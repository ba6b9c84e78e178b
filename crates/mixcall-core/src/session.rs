use std::sync::atomic::{AtomicU64, Ordering};
use std::sync::Arc;

use tokio::sync::{mpsc, Mutex};

use crate::auth::{Token, TokenClient};
use crate::config::SessionConfig;
use crate::errors::MixcallError;
use crate::events::{EventEmitter, SessionEvent, SessionEventListener, SessionState};
use crate::sdk::{
    ConferenceBackend, ConferenceEvent, LocalStream, Publication, PublishOptions,
    RemoteStreamInfo, Resolution, StreamConstraints, SubscribeOptions, Subscription,
    VideoRenderTarget,
};
use crate::views::ViewClient;

/// Resolution selection for the mixed-stream subscription.
///
/// An exact 640x480 match wins. The fallback tracks the last advertised
/// resolution narrower than the current pick with a non-zero height;
/// since the pick starts at zero width, that branch never engages and a
/// list without an exact match yields the zero default. Preserved
/// deliberately; see DESIGN.md.
fn select_resolution(resolutions: &[Resolution]) -> Resolution {
    let mut selected = Resolution::default();
    for r in resolutions {
        if r.width == 640 && r.height == 480 {
            selected = *r;
            break;
        }
        if r.width < selected.width && r.height != 0 {
            selected = *r;
        }
    }
    selected
}

/// Manages the lifecycle of one conference room connection.
///
/// Single logical session: configure once, join with a token, then publish
/// the local stream and subscribe to the room's mixed stream concurrently.
/// All mutable handles live behind their own mutex and are written only by
/// the operation that owns them, so publish and subscribe completions may
/// interleave freely.
pub struct ConferenceSession {
    backend: Arc<dyn ConferenceBackend>,
    tokens: TokenClient,
    views: ViewClient,
    emitter: EventEmitter,
    state: Arc<Mutex<SessionState>>,
    config: Arc<Mutex<Option<SessionConfig>>>,
    conference_id: Arc<Mutex<Option<String>>>,
    local_stream: Arc<Mutex<Option<LocalStream>>>,
    mixed_stream: Arc<Mutex<Option<RemoteStreamInfo>>>,
    publication: Arc<Mutex<Option<Publication>>>,
    subscription: Arc<Mutex<Option<Subscription>>>,
    render_target: Arc<Mutex<Option<Arc<dyn VideoRenderTarget>>>>,
    /// Bumped by `leave`; completions carrying an older value are stale
    /// and must not touch session state.
    generation: Arc<AtomicU64>,
}
use thiserror::Error;

/// Failure classes for a conference session. Failures are reported to the
/// caller, never retried; only `Tag` is non-fatal at the session level.
#[derive(Debug, Error)]
pub enum MixcallError {
    #[error("configuration error: {0}")]
    Configuration(String),
    #[error("transport failure: {0}")]
    Transport(String),
    #[error("decoding error: {0}")]
    Decoding(String),
    #[error("conference operation failed: {0}")]
    Sdk(String),
    #[error("common view tag failed: {0}")]
    Tag(String),
    #[error("{op} requires state {expected}, session is {actual}")]
    State {
        op: &'static str,
        expected: &'static str,
        actual: String,
    },
}
//! Conference session orchestration for a mixed-view conferencing server.
//!
//! Handles token acquisition, room join, concurrent publish/subscribe and
//! event fan-out to registered listeners. Media transport, ICE and codec
//! work live behind the [`sdk::ConferenceBackend`] boundary and are not
//! reimplemented here.

pub mod auth;
pub mod config;
pub mod errors;
pub mod events;
pub mod sdk;
pub mod session;
pub mod views;

pub use auth::{Token, TokenClient};
pub use config::{IceServer, SessionConfig, SessionConfigBuilder};
pub use errors::MixcallError;
pub use events::{SessionEvent, SessionEventListener, SessionState};
pub use session::ConferenceSession;
pub use views::ViewClient;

• **TASK OBJECTIVE**: The word "live" is the filter: copy every line of the listing above that contains it.

• **WRITTEN RESPONSE**:
/// All mutable handles live behind their own mutex and are written only by
//! work live behind the [`sdk::ConferenceBackend`] boundary and are not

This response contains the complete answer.